Jeudi, environ 3.000 protestataires ont convergé à Erevan vers le siège des services de sécurité, entouré de policiers, alors que les rassemblements restent interdits depuis la loi martiale entrée en vigueur fin septembre. "Pachinian a vendu notre terre natale et essaye maintenant de rester au pouvoir", a lancé à la foule Naïra Zoghrabian, députée d'Arménie prospère.

Une manifestante, Siranouch Sarkissian, 39 ans, a dit à l'AFP avoir fui le Nagorny Karabakh à cause des combats : "Nous avons perdu nos maisons. Qui va être responsable de ça ? Nous sommes désespérés.""Nous ne retournerons pas au Karabakh. Nous n'avons aucune garantie que les Turcs ne nous tueront pas tous là-bas", ajoute Slavik Essaïan, 58 ans, un autre réfugié. Une deuxième manifestation, plus petite, a été dispersée par la police près de l'Opéra d'Erevan.

Diverses formations d'opposition avaient donné jusqu'à jeudi minuit (20H00 GMT mercredi) à Nikol Pachinian pour démissionner, un ultimatum rejeté par le pouvoir qui défend sa décision d'accepter sa défaite et une cessation des hostilités au Nagorny Karabakh.
Selon Nikol Pachinian, cet accord "douloureux", signé à la demande de l'armée et des responsables séparatistes, permet à une grande partie du Nagorny Karabakh de subsister, malgré les pertes de territoires.

Autrement, l'Azerbaïdjan, plus riche, mieux armé et soutenu par l'ennemi ancestral qu'est la Turquie, aurait fini par reconquérir la totalité de la province, faisant des milliers de morts supplémentaires. Il a accusé aussi la contestation d'être pilotée par une oligarchie corrompue issue de l'ancien régime, renversé en 2018 par la révolution populaire qui a porté M. Pachinian au pouvoir.
Avant le récent conflit et la pandémie de coronavirus, Nikol Pachinian était crédité d'avoir réussi à relancer l'économie arménienne par des réformes et son action anti-corruption.

- Russie et Turquie -

Sur le plan régional, l'accord de cessation des hostilités signé sous l'égide de Vladimir Poutine permet à la Russie de conforter sa position dans le Caucase du Sud, renforçant la dépendance de l'Arménie à son égard et déployant pour la première fois des troupes en territoire azerbaïdjanais.
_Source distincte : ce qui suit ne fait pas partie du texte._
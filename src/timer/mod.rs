// SPDX-License-Identifier: AGPL-3.0-or-later
// Copyright (C) 2012-2025 Andrei Maltsev

use std::{
    sync::{
        Arc, Mutex as StdMutex,
        atomic::{AtomicBool, Ordering},
    },
    time::Duration,
};

use chrono::Local;
use tokio::{sync::mpsc, task::AbortHandle};

use crate::guard;

/// Cron expression parsing and next-fire computation.
pub mod cron;

pub use cron::{CronError, CronExpr};

/// Callback run on the owning module when a timer fires.
pub type TimerCallback<S> = Box<dyn FnOnce(&mut S) + Send>;

struct TimerShared<S> {
    cb: StdMutex<Option<TimerCallback<S>>>,
}

/// An armed timer travelling through the dispatcher's fire channel.
///
/// The underlying clock task does nothing but publish this object; the
/// owning module dequeues it and runs [`Timer::fire`] on its own thread.
pub struct Timer<S> {
    shared: Arc<TimerShared<S>>,
}

impl<S> Timer<S> {
    /// Run the callback, if it is still armed, under the panic guard.
    ///
    /// A timer stopped after its clock already fired reaches here with the
    /// callback gone, and this is a no-op.
    pub fn fire(self, state: &mut S) {
        let cb = self.shared.cb.lock().expect("timer slot poisoned").take();
        if let Some(cb) = cb {
            let _ = guard::catch(&"timer callback", || cb(state));
        }
    }
}

/// Owner-side handle to an armed timer.
pub struct TimerHandle<S> {
    shared: Arc<TimerShared<S>>,
    abort: AbortHandle,
}

impl<S> TimerHandle<S> {
    /// Cancel the clock and disarm the callback. Guarantees the callback
    /// will never run, even if the fire channel already holds the timer.
    /// Stopping twice is a no-op.
    pub fn stop(&self) {
        self.abort.abort();
        self.shared.cb.lock().expect("timer slot poisoned").take();
    }
}

/// One dispatcher per owner task: a bounded channel through which armed
/// timers deliver themselves on expiry.
pub struct Dispatcher<S> {
    handle: DispatcherHandle<S>,
    rx: mpsc::Receiver<Timer<S>>,
}

impl<S: 'static> Dispatcher<S> {
    pub fn new(len: usize) -> Self {
        let (tx, rx) = mpsc::channel(len.max(1));
        Self {
            handle: DispatcherHandle { tx },
            rx,
        }
    }

    /// A cheap arming handle, safe to store inside the owner's state so
    /// handlers can schedule timers.
    pub fn handle(&self) -> DispatcherHandle<S> {
        self.handle.clone()
    }

    /// Arm a one-shot timer.
    pub fn after_func(
        &self,
        d: Duration,
        cb: impl FnOnce(&mut S) + Send + 'static,
    ) -> TimerHandle<S> {
        self.handle.after_func(d, cb)
    }

    /// Receive the next expired timer. Intended for the owner's event loop.
    pub async fn recv(&mut self) -> Option<Timer<S>> {
        self.rx.recv().await
    }

    /// Schedule `cb` on a cron expression.
    pub fn cron_func(
        &self,
        expr: &str,
        cb: impl FnMut(&mut S) + Send + 'static,
    ) -> Result<CronHandle<S>, CronError> {
        self.handle.cron_func(expr, cb)
    }
}

/// Cloneable arming side of a [`Dispatcher`].
pub struct DispatcherHandle<S> {
    tx: mpsc::Sender<Timer<S>>,
}

impl<S> Clone for DispatcherHandle<S> {
    fn clone(&self) -> Self {
        Self {
            tx: self.tx.clone(),
        }
    }
}

impl<S: 'static> DispatcherHandle<S> {
    /// Arm a one-shot timer firing after `d`.
    pub fn after_func(
        &self,
        d: Duration,
        cb: impl FnOnce(&mut S) + Send + 'static,
    ) -> TimerHandle<S> {
        arm(&self.tx, d, Box::new(cb))
    }

    /// Schedule `cb` on a cron expression. The next fire is re-armed before
    /// user code runs, so the callback may stop its own cron without racing
    /// the re-arm.
    pub fn cron_func(
        &self,
        expr: &str,
        cb: impl FnMut(&mut S) + Send + 'static,
    ) -> Result<CronHandle<S>, CronError> {
        let expr = CronExpr::parse(expr)?;
        let now = Local::now().naive_local();
        let next = expr.next(now).ok_or(CronError::NoUpcomingFire)?;
        let delay = (next - now).to_std().unwrap_or_default();

        let shared = Arc::new(CronShared {
            expr,
            tx: self.tx.clone(),
            cb: StdMutex::new(Some(Box::new(cb))),
            cur: StdMutex::new(None),
            stopped: AtomicBool::new(false),
        });
        arm_cron(shared.clone(), delay);
        Ok(CronHandle { shared })
    }
}

fn arm<S: 'static>(
    tx: &mpsc::Sender<Timer<S>>,
    d: Duration,
    cb: TimerCallback<S>,
) -> TimerHandle<S> {
    let shared = Arc::new(TimerShared {
        cb: StdMutex::new(Some(cb)),
    });
    let timer = Timer {
        shared: shared.clone(),
    };
    let tx = tx.clone();
    let task = tokio::spawn(async move {
        tokio::time::sleep(d).await;
        let _ = tx.send(timer).await;
    });
    TimerHandle {
        shared,
        abort: task.abort_handle(),
    }
}

type CronCallback<S> = Box<dyn FnMut(&mut S) + Send>;

struct CronShared<S> {
    expr: CronExpr,
    tx: mpsc::Sender<Timer<S>>,
    cb: StdMutex<Option<CronCallback<S>>>,
    cur: StdMutex<Option<TimerHandle<S>>>,
    stopped: AtomicBool,
}

/// Owner-side handle to a scheduled cron job.
pub struct CronHandle<S> {
    shared: Arc<CronShared<S>>,
}

impl<S> CronHandle<S> {
    /// Stop the cron: the current timer is disarmed and no further fires
    /// are scheduled.
    pub fn stop(&self) {
        self.shared.stopped.store(true, Ordering::SeqCst);
        if let Some(t) = self
            .shared
            .cur
            .lock()
            .expect("cron timer slot poisoned")
            .take()
        {
            t.stop();
        }
        self.shared.cb.lock().expect("cron cb slot poisoned").take();
    }
}

fn arm_cron<S: 'static>(shared: Arc<CronShared<S>>, d: Duration) {
    let st = shared.clone();
    let timer_cb: TimerCallback<S> = Box::new(move |state: &mut S| {
        if !st.stopped.load(Ordering::SeqCst) {
            let now = Local::now().naive_local();
            if let Some(next) = st.expr.next(now) {
                let delay = (next - now).to_std().unwrap_or_default();
                arm_cron(st.clone(), delay);
            }
        }

        // Take the callback out for the duration of the call: the user code
        // may stop this cron, which needs the slot lock.
        let taken = st.cb.lock().expect("cron cb slot poisoned").take();
        if let Some(mut cb) = taken {
            let _ = guard::catch(&"cron callback", || cb(state));
            if !st.stopped.load(Ordering::SeqCst) {
                let mut slot = st.cb.lock().expect("cron cb slot poisoned");
                if slot.is_none() {
                    *slot = Some(cb);
                }
            }
        }
    });
    let handle = arm(&shared.tx, d, timer_cb);
    *shared.cur.lock().expect("cron timer slot poisoned") = Some(handle);
}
La Turquie, grand soutien de Bakou, a aussi gagné en influence et devra jouer un rôle dans l'observation de l'application du cessez-le-feu, même si les contours de son action restent à définir. Une délégation russe est attendue vendredi en Turquie pour discuter de ce contrôle conjoint.
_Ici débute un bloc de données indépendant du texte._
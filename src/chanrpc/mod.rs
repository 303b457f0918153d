// SPDX-License-Identifier: AGPL-3.0-or-later
// Copyright (C) 2012-2025 Andrei Maltsev

use std::{
    any::{Any, TypeId},
    borrow::Cow,
    fmt,
};

use thiserror::Error;
use tokio::sync::mpsc;

/// In-process RPC server.
pub mod server;

/// In-process RPC client handles.
pub mod client;

pub use client::{CallSender, Client};
pub use server::Server;

/// A single opaque argument or return value travelling through a call.
pub type Arg = Box<dyn Any + Send>;

/// The argument list of a call.
pub type Args = Vec<Arg>;

/// Identifier a function is registered under: either a plain name or a
/// message type token (used by the processors when routing inbound
/// messages).
#[derive(Clone, PartialEq, Eq, Hash, Debug)]
pub enum CallId {
    Name(Cow<'static, str>),
    Type(TypeId),
}

impl fmt::Display for CallId {
    fn fmt(&self, f: &mut fmt::Formatter<'_>) -> fmt::Result {
        match self {
            CallId::Name(n) => write!(f, "{n}"),
            CallId::Type(t) => write!(f, "{t:?}"),
        }
    }
}

impl From<&'static str> for CallId {
    fn from(n: &'static str) -> Self {
        CallId::Name(Cow::Borrowed(n))
    }
}

impl From<String> for CallId {
    fn from(n: String) -> Self {
        CallId::Name(Cow::Owned(n))
    }
}

impl From<TypeId> for CallId {
    fn from(t: TypeId) -> Self {
        CallId::Type(t)
    }
}

/// Return shape of a registered function.
#[derive(Clone, Copy, PartialEq, Eq, Debug)]
pub enum Arity {
    None,
    One,
    Many,
}

/// A function bound in a server. Only the server's owner task ever invokes
/// it; `&mut S` is the owning module's state.
pub enum Function<S> {
    NoReturn(Box<dyn FnMut(&mut S, Args) + Send>),
    OneReturn(Box<dyn FnMut(&mut S, Args) -> Arg + Send>),
    ManyReturn(Box<dyn FnMut(&mut S, Args) -> Args + Send>),
}

impl<S> Function<S> {
    pub fn no_ret(f: impl FnMut(&mut S, Args) + Send + 'static) -> Self {
        Function::NoReturn(Box::new(f))
    }

    pub fn one_ret(f: impl FnMut(&mut S, Args) -> Arg + Send + 'static) -> Self {
        Function::OneReturn(Box::new(f))
    }

    pub fn many_ret(f: impl FnMut(&mut S, Args) -> Args + Send + 'static) -> Self {
        Function::ManyReturn(Box::new(f))
    }

    pub fn arity(&self) -> Arity {
        match self {
            Function::NoReturn(_) => Arity::None,
            Function::OneReturn(_) => Arity::One,
            Function::ManyReturn(_) => Arity::Many,
        }
    }
}

/// Value returned by a function, shaped by its arity.
pub enum Ret {
    None,
    One(Arg),
    Many(Args),
}

/// Completion callback of an async call. The shape must match the arity of
/// the called function; mismatches are rejected before the call is sent.
pub enum Callback {
    ErrOnly(Box<dyn FnOnce(Option<RpcError>) + Send>),
    ValueErr(Box<dyn FnOnce(Result<Arg, RpcError>) + Send>),
    ValuesErr(Box<dyn FnOnce(Result<Args, RpcError>) + Send>),
}

impl Callback {
    pub fn err_only(f: impl FnOnce(Option<RpcError>) + Send + 'static) -> Self {
        Callback::ErrOnly(Box::new(f))
    }

    pub fn value_err(f: impl FnOnce(Result<Arg, RpcError>) + Send + 'static) -> Self {
        Callback::ValueErr(Box::new(f))
    }

    pub fn values_err(f: impl FnOnce(Result<Args, RpcError>) + Send + 'static) -> Self {
        Callback::ValuesErr(Box::new(f))
    }

    pub fn arity(&self) -> Arity {
        match self {
            Callback::ErrOnly(_) => Arity::None,
            Callback::ValueErr(_) => Arity::One,
            Callback::ValuesErr(_) => Arity::Many,
        }
    }

    /// Feed a reply into the user callback, adapting the reply shape to the
    /// callback shape.
    pub(crate) fn run(self, ret: Result<Ret, RpcError>) {
        match self {
            Callback::ErrOnly(f) => f(ret.err()),
            Callback::ValueErr(f) => f(ret.and_then(|r| match r {
                Ret::One(v) => Ok(v),
                _ => Err(RpcError::ReplyShape),
            })),
            Callback::ValuesErr(f) => f(ret.and_then(|r| match r {
                Ret::Many(vs) => Ok(vs),
                _ => Err(RpcError::ReplyShape),
            })),
        }
    }
}

/// Errors surfaced by channel-RPC calls.
#[derive(Debug, Clone, Error)]
pub enum RpcError {
    #[error("function {0}: not registered")]
    NotRegistered(CallId),
    #[error("function {0}: return arity mismatch")]
    ArityMismatch(CallId),
    #[error("chanrpc channel full")]
    ChannelFull,
    #[error("chanrpc server closed")]
    ServerClosed,
    #[error("handler failed: {0}")]
    HandlerFailed(String),
    #[error("reply shape does not match callback")]
    ReplyShape,
}

/// One queued invocation. `reply` is absent for fire-and-forget calls; `cb`
/// travels to the server and comes back attached to the reply so the client
/// knows which user callback to run.
pub struct CallInfo {
    pub(crate) id: CallId,
    pub(crate) args: Args,
    pub(crate) reply: Option<mpsc::Sender<RetInfo>>,
    pub(crate) cb: Option<Callback>,
}

/// One reply, delivered to the sync or async reply sink of the caller.
pub struct RetInfo {
    pub(crate) ret: Result<Ret, RpcError>,
    pub(crate) cb: Option<Callback>,
}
L'accord signé en début de semaine ne prévoit cependant aucun mécanisme de règlement durable du conflit du Nagorny Karabakh, qui empoisonne la région depuis la chute de l'URSS. Le texte prévoit la rétrocession à Bakou de sept districts azerbaïdjanais, sorte de glacis de sécurité entourant le Nagorny Karabakh. L'Azerbaïdjan garde aussi des territoires conquis militairement dans le nord et le sud de la république sécessionniste, notamment la ville stratégique et symbolique de Choucha.

Les terres restant sous contrôle arménien seront reliées à l'Arménie par un corridor dont la sécurité sera garantie par la Russie. C'est là que les premiers soldats de la paix russes ont été postés mercredi. Au total, 1.960 militaires russes seront déployés entre Arméniens et Azerbaïdjanais.